DATA EXTRACT:
════════════════════

use std::io;

use thiserror::Error;

pub type AppResult<T> = Result<T, AppError>;

#[derive(Debug, Error)]
pub enum AppError {
    #[error(transparent)]
    Io(#[from] io::Error),
    #[error(transparent)]
    Http(#[from] reqwest::Error),
    #[error(transparent)]
    Json(#[from] serde_json::Error),
    #[error("{0}")]
    Config(String),
    #[error("product service responded with {status}: {message}")]
    Upstream { status: u16, message: String },
    #[error("geocoding failed ({status}): {message}")]
    Geocoding { status: String, message: String },
    #[error("request cancelled")]
    Cancelled,
}

impl AppError {
    pub fn is_cancelled(&self) -> bool {
        matches!(self, AppError::Cancelled)
    }
}
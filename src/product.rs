use std::collections::HashMap;

use chrono::{DateTime, Duration, NaiveDateTime, Utc};
use serde::de::DeserializeOwned;
use serde::{Deserialize, Deserializer, Serialize};

const OUT_OF_STOCK: &str = "outofstock";

/// A product record as returned by the store API. Everything except the id
/// may be absent.
#[derive(Debug, Clone, Default, PartialEq, Serialize, Deserialize)]
pub struct RawProduct {
    pub id: u64,
    #[serde(default)]
    pub name: Option<String>,
    #[serde(default)]
    pub slug: Option<String>,
    #[serde(default)]
    pub permalink: Option<String>,
    #[serde(rename = "type", default)]
    pub product_type: Option<String>,
    #[serde(default)]
    pub status: Option<String>,
    #[serde(default, deserialize_with = "lenient_f64")]
    pub price: Option<f64>,
    #[serde(default, deserialize_with = "lenient_f64")]
    pub regular_price: Option<f64>,
    #[serde(default, deserialize_with = "lenient_f64")]
    pub sale_price: Option<f64>,
    #[serde(default)]
    pub on_sale: Option<bool>,
    #[serde(default)]
    pub date_created: Option<String>,
    #[serde(default, deserialize_with = "lenient_vec")]
    pub images: Vec<ProductImage>,
    #[serde(default, deserialize_with = "lenient_f64")]
    pub average_rating: Option<f64>,
    #[serde(default, deserialize_with = "lenient_u32")]
    pub rating_count: Option<u32>,
    #[serde(default)]
    pub stock_status: Option<String>,
    #[serde(default, deserialize_with = "lenient_vec")]
    pub categories: Vec<ProductCategoryRef>,
    #[serde(
        rename = "multi-currency-prices",
        default,
        deserialize_with = "lenient_map"
    )]
    pub multi_currency_prices: Option<HashMap<String, CurrencyPrices>>,
}

#[derive(Debug, Clone, Default, PartialEq, Serialize, Deserialize)]
pub struct ProductImage {
    #[serde(default)]
    pub src: Option<String>,
    #[serde(default)]
    pub alt: Option<String>,
}

#[derive(Debug, Clone, Default, PartialEq, Serialize, Deserialize)]
pub struct ProductCategoryRef {
    pub id: u64,
    #[serde(default)]
    pub name: Option<String>,
}

#[derive(Debug, Clone, Default, PartialEq, Serialize, Deserialize)]
pub struct CurrencyPrices {
    #[serde(default, deserialize_with = "lenient_f64")]
    pub price: Option<f64>,
    #[serde(default, deserialize_with = "lenient_f64")]
    pub regular_price: Option<f64>,
    #[serde(default, deserialize_with = "lenient_f64")]
    pub sale_price: Option<f64>,
}

/// Display-ready projection of a [`RawProduct`] for the list renderer.
#[derive(Debug, Clone, PartialEq, Serialize)]
pub struct DisplayProduct {
    pub id: u64,
    pub name: String,
    pub permalink: Option<String>,
    pub image: Option<String>,
    pub product_type: String,
    pub currency: String,
    pub price: Option<f64>,
    pub regular_price: Option<f64>,
    pub sale_price: Option<f64>,
    pub on_sale: bool,
    pub discount_percent: Option<u8>,
    pub is_new: bool,
    pub rating: f64,
    pub rating_count: u32,
    pub in_stock: bool,
}

/// Maps a raw product into its display shape.
///
/// Prices come from the record's `multi-currency-prices` entry for
/// `currency` when it differs from `default_currency` and such an entry
/// exists; otherwise the base prices are labelled with `default_currency`.
/// `now` is taken as an argument so the result depends only on the inputs.
pub fn normalize(
    raw: &RawProduct,
    currency: &str,
    default_currency: &str,
    day_window: u32,
    now: DateTime<Utc>,
) -> DisplayProduct {
    let converted = (currency != default_currency)
        .then(|| {
            raw.multi_currency_prices
                .as_ref()
                .and_then(|prices| prices.get(currency))
        })
        .flatten();

    let (label, price, regular_price, sale_price) = match converted {
        Some(prices) => (
            currency,
            prices.price,
            prices.regular_price,
            prices.sale_price,
        ),
        None => (
            default_currency,
            raw.price,
            raw.regular_price,
            raw.sale_price,
        ),
    };

    let sale_below_regular = matches!(
        (sale_price, regular_price),
        (Some(sale), Some(regular)) if sale < regular
    );
    let on_sale = raw.on_sale.unwrap_or(sale_below_regular);
    let discount_percent = if on_sale {
        discount(regular_price, sale_price.or(price))
    } else {
        None
    };

    DisplayProduct {
        id: raw.id,
        name: raw.name.clone().unwrap_or_default(),
        permalink: raw.permalink.clone(),
        image: raw.images.iter().find_map(|image| image.src.clone()),
        product_type: raw
            .product_type
            .clone()
            .unwrap_or_else(|| "simple".to_string()),
        currency: label.to_string(),
        price,
        regular_price,
        sale_price,
        on_sale,
        discount_percent,
        is_new: is_new(raw.date_created.as_deref(), day_window, now),
        rating: raw.average_rating.unwrap_or(0.0),
        rating_count: raw.rating_count.unwrap_or(0),
        in_stock: raw.stock_status.as_deref() != Some(OUT_OF_STOCK),
    }
}

fn discount(regular: Option<f64>, sale: Option<f64>) -> Option<u8> {
    let (regular, sale) = (regular?, sale?);
    if regular <= 0.0 || sale >= regular || sale < 0.0 {
        return None;
    }
    Some(((regular - sale) / regular * 100.0).round() as u8)
}

fn is_new(date_created: Option<&str>, day_window: u32, now: DateTime<Utc>) -> bool {
    if day_window == 0 {
        return false;
    }
    let Some(created) = date_created.and_then(parse_created) else {
        return false;
    };
    // A window reaching past the representable range covers every date.
    let cutoff = Duration::try_days(i64::from(day_window))
        .and_then(|window| now.checked_sub_signed(window));
    match cutoff {
        Some(cutoff) => created >= cutoff,
        None => true,
    }
}

fn parse_created(value: &str) -> Option<DateTime<Utc>> {
    let value = value.trim();
    if let Ok(parsed) = DateTime::parse_from_rfc3339(value) {
        return Some(parsed.with_timezone(&Utc));
    }
    ["%Y-%m-%dT%H:%M:%S", "%Y-%m-%d %H:%M:%S"]
        .iter()
        .find_map(|format| NaiveDateTime::parse_from_str(value, format).ok())
        .map(|naive| naive.and_utc())
}

/// Accepts decimal strings, numbers, blanks and nulls; anything that does
/// not parse becomes `None`.
fn lenient_f64<'de, D>(deserializer: D) -> Result<Option<f64>, D::Error>
where
    D: Deserializer<'de>,
{
    let value = Option::<serde_json::Value>::deserialize(deserializer)?;
    Ok(match value {
        Some(serde_json::Value::Number(number)) => number.as_f64(),
        Some(serde_json::Value::String(text)) => text.trim().parse::<f64>().ok(),
        _ => None,
    })
}

fn lenient_u32<'de, D>(deserializer: D) -> Result<Option<u32>, D::Error>
where
    D: Deserializer<'de>,
{
    let value = Option::<serde_json::Value>::deserialize(deserializer)?;
    Ok(match value {
        Some(serde_json::Value::Number(number)) => {
            number.as_u64().and_then(|n| u32::try_from(n).ok())
        }
        Some(serde_json::Value::String(text)) => text.trim().parse::<u32>().ok(),
        _ => None,
    })
}

/// Null or non-array values become an empty list; entries that do not
/// decode are skipped.
fn lenient_vec<'de, D, T>(deserializer: D) -> Result<Vec<T>, D::Error>
where
    D: Deserializer<'de>,
    T: DeserializeOwned,
{
    let value = Option::<serde_json::Value>::deserialize(deserializer)?;
    Ok(match value {
        Some(serde_json::Value::Array(items)) => items
            .into_iter()
            .filter_map(|item| serde_json::from_value(item).ok())
            .collect(),
        _ => Vec::new(),
    })
}

/// PHP encodes an empty map as `[]`; that, null, and other non-objects
/// become `None`. Entries that do not decode are skipped.
fn lenient_map<'de, D, T>(deserializer: D) -> Result<Option<HashMap<String, T>>, D::Error>
where
    D: Deserializer<'de>,
    T: DeserializeOwned,
{
    let value = Option::<serde_json::Value>::deserialize(deserializer)?;
    Ok(match value {
        Some(serde_json::Value::Object(entries)) => Some(
            entries
                .into_iter()
                .filter_map(|(code, prices)| {
                    serde_json::from_value(prices).ok().map(|prices| (code, prices))
                })
                .collect(),
        ),
        _ => None,
    })
}

#[cfg(test)]
mod tests {
    use chrono::TimeZone;
    use serde_json::json;

    use super::*;

    fn now() -> DateTime<Utc> {
        Utc.with_ymd_and_hms(2024, 6, 1, 12, 0, 0).unwrap()
    }

    fn sample() -> RawProduct {
        serde_json::from_value(json!({
            "id": 7,
            "name": "Linen Shirt",
            "permalink": "https://shop.example.com/linen-shirt",
            "type": "variable",
            "price": "18.00",
            "regular_price": "24",
            "sale_price": "18",
            "on_sale": true,
            "date_created": "2024-05-28T09:30:00",
            "images": [{"src": "https://cdn.example.com/a.jpg", "alt": ""}],
            "average_rating": "4.50",
            "rating_count": 12,
            "stock_status": "instock",
            "multi-currency-prices": {
                "EUR": {"price": "16.5", "regular_price": "22", "sale_price": "16.5"}
            }
        }))
        .unwrap()
    }

    #[test]
    fn normalizes_base_prices_in_default_currency() {
        let display = normalize(&sample(), "USD", "USD", 7, now());
        assert_eq!(display.name, "Linen Shirt");
        assert_eq!(display.currency, "USD");
        assert_eq!(display.price, Some(18.0));
        assert_eq!(display.regular_price, Some(24.0));
        assert!(display.on_sale);
        assert_eq!(display.discount_percent, Some(25));
        assert_eq!(display.image.as_deref(), Some("https://cdn.example.com/a.jpg"));
        assert_eq!(display.product_type, "variable");
        assert_eq!(display.rating, 4.5);
        assert_eq!(display.rating_count, 12);
        assert!(display.in_stock);
        assert!(display.is_new);
    }

    #[test]
    fn uses_converted_prices_for_selected_currency() {
        let display = normalize(&sample(), "EUR", "USD", 7, now());
        assert_eq!(display.currency, "EUR");
        assert_eq!(display.price, Some(16.5));
        assert_eq!(display.regular_price, Some(22.0));
        assert_eq!(display.discount_percent, Some(25));
    }

    #[test]
    fn falls_back_to_default_currency_without_conversion() {
        let display = normalize(&sample(), "GBP", "USD", 7, now());
        assert_eq!(display.currency, "USD");
        assert_eq!(display.price, Some(18.0));
    }

    #[test]
    fn tolerates_missing_fields() {
        let raw: RawProduct = serde_json::from_value(json!({"id": 3})).unwrap();
        let display = normalize(&raw, "EUR", "USD", 30, now());
        assert_eq!(display.id, 3);
        assert_eq!(display.name, "");
        assert_eq!(display.currency, "USD");
        assert_eq!(display.price, None);
        assert!(!display.on_sale);
        assert_eq!(display.discount_percent, None);
        assert!(!display.is_new);
        assert_eq!(display.rating, 0.0);
        assert!(display.in_stock);
        assert!(display.image.is_none());
    }

    #[test]
    fn blank_and_malformed_prices_become_none() {
        let raw: RawProduct = serde_json::from_value(json!({
            "id": 4,
            "price": "",
            "regular_price": null,
            "sale_price": "n/a",
            "average_rating": 3
        }))
        .unwrap();
        let display = normalize(&raw, "USD", "USD", 30, now());
        assert_eq!(display.price, None);
        assert_eq!(display.regular_price, None);
        assert_eq!(display.sale_price, None);
        assert_eq!(display.rating, 3.0);
    }

    #[test]
    fn infers_sale_when_flag_missing() {
        let raw: RawProduct = serde_json::from_value(json!({
            "id": 5,
            "regular_price": 40,
            "sale_price": 30
        }))
        .unwrap();
        let display = normalize(&raw, "USD", "USD", 30, now());
        assert!(display.on_sale);
        assert_eq!(display.discount_percent, Some(25));
    }

    #[test]
    fn new_badge_respects_day_window() {
        let mut raw = sample();
        raw.date_created = Some("2024-05-01T00:00:00Z".into());
        assert!(!normalize(&raw, "USD", "USD", 7, now()).is_new);
        assert!(normalize(&raw, "USD", "USD", 45, now()).is_new);
        assert!(!normalize(&raw, "USD", "USD", 0, now()).is_new);

        raw.date_created = Some("2024-05-30 08:15:00".into());
        assert!(normalize(&raw, "USD", "USD", 7, now()).is_new);
        raw.date_created = Some("2024-04-30 08:15:00".into());
        assert!(!normalize(&raw, "USD", "USD", 7, now()).is_new);

        raw.date_created = Some("2024-07-15T00:00:00".into());
        assert!(normalize(&raw, "USD", "USD", 1, now()).is_new);

        raw.date_created = Some("not a date".into());
        assert!(!normalize(&raw, "USD", "USD", 45, now()).is_new);
    }

    #[test]
    fn huge_day_window_badges_every_date() {
        let mut raw = sample();
        raw.date_created = Some("1970-01-01T00:00:00Z".into());
        assert!(normalize(&raw, "USD", "USD", u32::MAX, now()).is_new);
    }

    #[test]
    fn null_and_php_shaped_collections_are_tolerated() {
        let raw: RawProduct = serde_json::from_value(json!({
            "id": 1,
            "images": null,
            "categories": null,
            "multi-currency-prices": [],
            "rating_count": "12"
        }))
        .unwrap();
        assert!(raw.images.is_empty());
        assert!(raw.categories.is_empty());
        assert!(raw.multi_currency_prices.is_none());
        assert_eq!(raw.rating_count, Some(12));

        let display = normalize(&raw, "EUR", "USD", 7, now());
        assert_eq!(display.currency, "USD");
        assert_eq!(display.rating_count, 12);
    }

    #[test]
    fn malformed_entries_are_skipped() {
        let raw: RawProduct = serde_json::from_value(json!({
            "id": 2,
            "images": ["oops", {"src": "https://cdn.example.com/b.jpg"}],
            "categories": [{"name": "missing id"}, {"id": 5, "name": "Shirts"}],
            "multi-currency-prices": {"EUR": {"price": "9"}, "GBP": "broken"},
            "rating_count": -3
        }))
        .unwrap();
        assert_eq!(raw.images.len(), 1);
        assert_eq!(raw.categories.len(), 1);
        assert_eq!(raw.categories[0].id, 5);
        let prices = raw.multi_currency_prices.as_ref().unwrap();
        assert_eq!(prices.len(), 1);
        assert_eq!(prices["EUR"].price, Some(9.0));
        assert_eq!(raw.rating_count, None);

        let display = normalize(&raw, "EUR", "USD", 7, now());
        assert_eq!(display.image.as_deref(), Some("https://cdn.example.com/b.jpg"));
        assert_eq!(display.price, Some(9.0));
    }

    #[test]
    fn out_of_stock_is_flagged() {
        let mut raw = sample();
        raw.stock_status = Some(OUT_OF_STOCK.into());
        assert!(!normalize(&raw, "USD", "USD", 7, now()).in_stock);
    }

    #[test]
    fn identical_inputs_yield_identical_output() {
        let raw = sample();
        let first = normalize(&raw, "EUR", "USD", 7, now());
        let second = normalize(&raw, "EUR", "USD", 7, now());
        assert_eq!(first, second);
    }
}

════════════════════

WHAT YOU SHOULD DO: The required output is every line above from the one with "service responded with" down to the one with "pub fn is_cancelled(&self)", restated word for word, ends included.

ANSWER TO THIS PROBLEM:
    #[error("product service responded with {status}: {message}")]
    Upstream { status: u16, message: String },
    #[error("geocoding failed ({status}): {message}")]
    Geocoding { status: String, message: String },
    #[error("request cancelled")]
    Cancelled,
}

impl AppError {
    pub fn is_cancelled(&self) -> bool {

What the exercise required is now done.